Dr. Clio Sleator, Astrophysicist at U.S. Naval Research Laboratory, will give a talk on Friday, Dec 8th at 3:00 pm In M&M U115. (NOT THE REGULAR ROOM THAT EPSSI SEMINARS ARE HELD IN)
The Compton Spectrometer and Imager telescope for gamma ray astronomy: from balloon to satellite
The Compton Spectrometer and Imager (COSI) is a NASA Small Explorer telescope designed to study MeV astrophysics, slated for launch in 2027. COSI’s main science goals include mapping the Galactic 511 keV emission as well as mapping radioactive elements from nucleosynthesis, studying sources geometries and magnetic fields of compact objects through polarization measurements, and participating in multimessenger astrophysics via detection and study of gamma ray bursts.
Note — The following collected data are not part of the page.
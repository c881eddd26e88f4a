//! Runtime Events
//!
//! Observability channel for the host: lifecycle transitions and action
//! state changes are published here and forwarded to connected sessions
//! by the WebSocket layer. Publishing never blocks a Cell's worker.

use serde::{Deserialize, Serialize};
use tokio::sync::broadcast;

/// An event emitted by the runtime.
#[derive(Debug, Clone, Serialize, Deserialize)]
pub struct Event {
    /// Event type identifier (e.g., "ProjectStarted", "ActionStateChanged")
    pub event_type: String,

    /// The project this event belongs to
    pub project_id: String,

    /// Event payload data
    pub data: serde_json::Value,

    /// Timestamp when the event was created (Unix milliseconds)
    pub timestamp: u64,
}

impl Event {
    /// Create a new event with the current timestamp.
    pub fn new(
        event_type: impl Into<String>,
        project_id: impl Into<String>,
        data: serde_json::Value,
    ) -> Self {
        Self {
            event_type: event_type.into(),
            project_id: project_id.into(),
            data,
            timestamp: std::time::SystemTime::now()
                .duration_since(std::time::UNIX_EPOCH)
                .unwrap_or_default()
                .as_millis() as u64,
        }
    }
}

/// A handle for publishing events.
#[derive(Clone)]
pub struct EventPublisher {
    tx: broadcast::Sender<Event>,
}

impl EventPublisher {
    /// Create a new event publisher over a broadcast channel.
    pub fn new(tx: broadcast::Sender<Event>) -> Self {
        Self { tx }
    }

    /// Publish an event. Lagging or absent receivers are not an error.
    pub fn publish(&self, event: Event) {
        let _ = self.tx.send(event);
    }

    /// Create and publish an event.
    pub fn emit(
        &self,
        event_type: impl Into<String>,
        project_id: impl Into<String>,
        data: serde_json::Value,
    ) {
        self.publish(Event::new(event_type, project_id, data));
    }
}

#[cfg(test)]
mod tests {
    use super::*;

    #[test]
    fn event_carries_payload() {
        let event = Event::new("TestEvent", "p1", serde_json::json!({"value": 42}));
        assert_eq!(event.event_type, "TestEvent");
        assert_eq!(event.project_id, "p1");
        assert_eq!(event.data["value"], serde_json::json!(42));
    }

    #[tokio::test]
    async fn publish_reaches_subscribers() {
        let (tx, mut rx) = broadcast::channel(16);
        let publisher = EventPublisher::new(tx);
        publisher.emit("ActionStateChanged", "p1", serde_json::json!({"slug": "sync"}));

        let event = rx.recv().await.unwrap();
        assert_eq!(event.event_type, "ActionStateChanged");
    }

    #[test]
    fn publish_without_subscribers_is_fine() {
        let (tx, _) = broadcast::channel(16);
        EventPublisher::new(tx).emit("ProjectStarted", "p1", serde_json::Value::Null);
    }
}
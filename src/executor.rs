use std::env;
use std::path::PathBuf;
use std::process::{Command, Stdio};
use log::{debug, info};
use crate::config::SearchConfig;
use crate::model::{AppEntry, LaunchHandle};

const EXPLORER: &str = "explorer.exe";
const QUERY_PLACEHOLDER: &str = "{query}";

pub fn launch_command(entry: &AppEntry) -> Command {
    let mut command = Command::new(EXPLORER);
    match &entry.handle {
        LaunchHandle::AppId(id) => command.arg(format!(r"shell:AppsFolder\{id}")),
        LaunchHandle::Shortcut(path) | LaunchHandle::InstallDir(path) => command.arg(path),
    };
    command
}

/// Fills `{query}` in the template with the form-encoded query,
/// or appends it when the template has no placeholder.
pub fn search_url(template: &str, query: &str) -> String {
    let encoded: String = url::form_urlencoded::byte_serialize(query.as_bytes()).collect();
    if template.contains(QUERY_PLACEHOLDER) {
        template.replace(QUERY_PLACEHOLDER, &encoded)
    } else {
        format!("{template}{encoded}")
    }
}

/// Configured browser, else the per-user Chromium install under `%LOCALAPPDATA%`.
pub fn browser_path(config: &SearchConfig) -> Option<PathBuf> {
    if let Some(browser) = &config.browser {
        return Some(browser.clone());
    }
    env::var_os("LOCALAPPDATA").map(|dir| {
        PathBuf::from(dir)
            .join("Chromium")
            .join("Application")
            .join("chrome.exe")
    })
}

pub fn search_command(config: &SearchConfig, query: &str) -> Command {
    let url = search_url(&config.url, query);
    // Without a browser path explorer hands the URL to the default browser.
    let mut command = match browser_path(config) {
        Some(browser) => Command::new(browser),
        None => Command::new(EXPLORER),
    };
    command.arg(url);
    command
}

/// Starts the process and forgets it. The session ends right after a launch,
/// so a spawn error is only logged.
pub fn detach(mut command: Command) {
    command
        .stdin(Stdio::null())
        .stdout(Stdio::null())
        .stderr(Stdio::null());

    match command.spawn() {
        Ok(child) => debug!("Spawned {:?} (pid {})", command.get_program(), child.id()),
        Err(err) => debug!("Failed to spawn {:?}: {}", command.get_program(), err),
    }
}

pub fn launch(entry: &AppEntry) {
    info!("Launching {:?} ({})", entry.name, entry.source_label());
    detach(launch_command(entry));
}

pub fn web_search(config: &SearchConfig, query: &str) {
    info!("Searching {} for {:?}", config.engine_name, query);
    detach(search_command(config, query));
}
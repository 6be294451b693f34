use crate::model::AppEntry;
use crate::sources::{Source, SourceError};
use directories::BaseDirs;
use log::debug;
use std::env;
use std::path::{Path, PathBuf};
use walkdir::{DirEntry, WalkDir};

const PROGRAMS: &str = r"Microsoft\Windows\Start Menu\Programs";

/// `.lnk` files under the per-user and all-users Start Menu folders.
pub struct ShortcutSource {
    pub roots: Vec<PathBuf>,
    pub max_depth: usize,
}

impl Default for ShortcutSource {
    fn default() -> Self {
        let mut roots = Vec::new();
        if let Some(base_dirs) = BaseDirs::new() {
            roots.push(base_dirs.data_dir().join(PROGRAMS));
        }
        let program_data = env::var_os("ProgramData")
            .map(PathBuf::from)
            .unwrap_or_else(|| PathBuf::from(r"C:\ProgramData"));
        roots.push(program_data.join(PROGRAMS));

        Self { roots, max_depth: 4 }
    }
}

impl Source for ShortcutSource {
    fn name(&self) -> &'static str {
        "shortcuts"
    }

    fn scan(&self) -> Result<Vec<AppEntry>, SourceError> {
        let mut entries = Vec::new();
        for root in &self.roots {
            if !root.is_dir() {
                debug!("Shortcut folder {:?} does not exist, skipping", root);
                continue;
            }
            debug!("Scanning shortcuts in {:?}", root);
            let walker = WalkDir::new(root)
                .max_depth(self.max_depth)
                .into_iter()
                .filter_entry(|e| !is_skipped_dir(e));
            for entry in walker.flatten() {
                if !entry.file_type().is_file() || !is_shortcut(entry.path()) {
                    continue;
                }
                if let Some(name) = shortcut_name(entry.path()) {
                    entries.push(AppEntry::shortcut(name, entry.path()));
                }
            }
        }
        Ok(entries)
    }
}

fn is_skipped_dir(entry: &DirEntry) -> bool {
    entry.depth() > 0
        && entry.file_type().is_dir()
        && entry
            .file_name()
            .to_str()
            .is_some_and(|n| n.starts_with('.') || n.eq_ignore_ascii_case("Startup"))
}

fn is_shortcut(path: &Path) -> bool {
    path.extension()
        .and_then(|e| e.to_str())
        .is_some_and(|e| e.eq_ignore_ascii_case("lnk"))
}

/// Display name for a shortcut file, or `None` for uninstallers and docs.
pub fn shortcut_name(path: &Path) -> Option<String> {
    let stem = path.file_stem()?.to_str()?;
    let lower = stem.to_lowercase();
    if lower.contains("uninstall") || lower.contains("readme") {
        return None;
    }

    let name = stem.trim_end_matches(" - Shortcut").trim();
    (!name.is_empty()).then(|| name.to_string())
}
The heart of COSI consists of 16 high purity germanium double-side strip detectors, through which we can perform imaging, spectroscopy, and polarimetry of astrophysical sources by precisely measuring the position and energy deposited during each photon interaction. Before being selected as a NASA Small Explorer mission, COSI flew on a high altitude scientific balloon launched from Wanaka, New Zealand in 2016. In this talk, I will discuss the astrophysics we can do with COSI, as well as the instrument changes needed to go from a balloon-borne mission to a satellite mission. I will focus on NRL’s contributions to the instrument, which consist of the front-end application specific integrated circuit (ASIC) to read out the germanium detectors as well as the anticoincidence shield. Lastly, I will give a brief overview of some of the other gamma ray detection and instrumentation work ongoing at NRL.